En un análisis reciente, el organismo señaló que, aunque hasta ahora no se han observado efectos relevantes en los precios internacionales del crudo, una eventual liberalización del sector energético venezolano podría reducir el atractivo relativo de México para proyectos de exploración y producción de hidrocarburos.
Venezuela entra a la competencia por inversión
El IMCO explicó que Petróleos de Venezuela (PDVSA) ya produce alrededor de 700 mil barriles diarios y podría ampliar su presencia en el mercado internacional si se abren nuevas oportunidades de inversión, particularmente ante el interés de Estados Unidos por asegurar mayores volúmenes de crudo.
Este escenario contrasta con la situación de Pemex, que busca frenar el declive de su producción mediante asociaciones con empresas privadas, estrategia central para alcanzar viabilidad financiera sin depender de apoyos recurrentes del Gobierno federal.
Producción limitada y finanzas en deterioro
Mientras PDVSA avanza en su recuperación, Pemex produce menos de 1.7 millones de barriles diarios y aspira a elevar la extracción a 1.8 millones mediante esquemas mixtos. Sin embargo, el IMCO advirtió que los indicadores actuales reflejan un deterioro persistente.
La petrolera mexicana registra incremento en su deuda con proveedores y acreedores, descenso en la extracción de crudo y pérdidas financieras netas durante 2025, pese a que el discurso oficial sostiene que la empresa continúa generando valor.

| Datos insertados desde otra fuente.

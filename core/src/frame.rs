//! frame.rs
//! One-shot frame helpers: whole-buffer encode/decode and header probes.

use log::trace;

use crate::constants::{CONTENTSIZE_ERROR, CONTENTSIZE_UNKNOWN};
use crate::engine::{self, EngineError};
use crate::types::{Result, ZstdError};

pub fn min_level() -> i32 {
    zstd_safe::min_c_level()
}

pub fn max_level() -> i32 {
    zstd_safe::max_c_level()
}

/// Encode `data` as a single frame at `level` (0 selects the engine default).
pub fn compress(data: &[u8], level: i32) -> Result<Vec<u8>> {
    if level < min_level() || level > max_level() {
        return Err(ZstdError::OutOfRange { what: "compression level", value: level as i64 });
    }
    let bound = zstd_safe::compress_bound(data.len());
    let mut dst = Vec::new();
    dst.try_reserve_exact(bound).map_err(|_| ZstdError::OutOfMemory)?;
    zstd_safe::compress(&mut dst, data, level)
        .map_err(|code| ZstdError::from_stream(EngineError::from_result(code)))?;
    trace!("compress(level {}): {} -> {} bytes", level, data.len(), dst.len());
    Ok(dst)
}

/// Decode a single frame whose header records its content size.
pub fn decompress(data: &[u8]) -> Result<Vec<u8>> {
    let size = get_frame_content_size(data)?;
    let size = usize::try_from(size).map_err(|_| ZstdError::OutOfMemory)?;
    let mut dst = Vec::new();
    dst.try_reserve_exact(size).map_err(|_| ZstdError::OutOfMemory)?;
    zstd_safe::decompress(&mut dst, data)
        .map_err(|code| ZstdError::from_stream(EngineError::from_result(code)))?;
    trace!("decompress: {} -> {} bytes", data.len(), dst.len());
    Ok(dst)
}

pub fn is_frame(data: &[u8]) -> bool {
    engine::is_frame(data)
}

/// Decoded size recorded in the frame header.
pub fn get_frame_content_size(data: &[u8]) -> Result<u64> {
    match engine::frame_content_size(data) {
        CONTENTSIZE_ERROR => Err(ZstdError::InvalidFrame),
        CONTENTSIZE_UNKNOWN => Err(ZstdError::UnknownContentSize),
        size => Ok(size),
    }
}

2026: inversión privada como eje
El instituto subrayó que en 2026 el margen fiscal será más estrecho, lo que limitará la capacidad del Estado para financiar nuevos proyectos energéticos. En este contexto, el desarrollo del sector dependerá en gran medida de la inversión privada y de esquemas de coinversión, tanto en hidrocarburos como en electricidad.
“El éxito para atraer capital dependerá de que el Gobierno federal ofrezca certidumbre jurídica, reglas claras y un entorno predecible para los inversionistas”, destacó el IMCO.
Riesgos fiscales y revisión del T-MEC
El análisis advierte que, si Pemex no mejora su desempeño operativo y financiero en el corto plazo, la Secretaría de Hacienda podría verse obligada a mantener apoyos financieros en 2027, lo que incrementaría la presión sobre las finanzas públicas.
A este panorama se suma la revisión sexenal del Tratado entre México, Estados Unidos y Canadá (T-MEC), prevista para julio de 2026, en un contexto de mayor incertidumbre geopolítica tras los recientes acontecimientos en Venezuela y una postura más firme de Estados Unidos en materia de seguridad energética.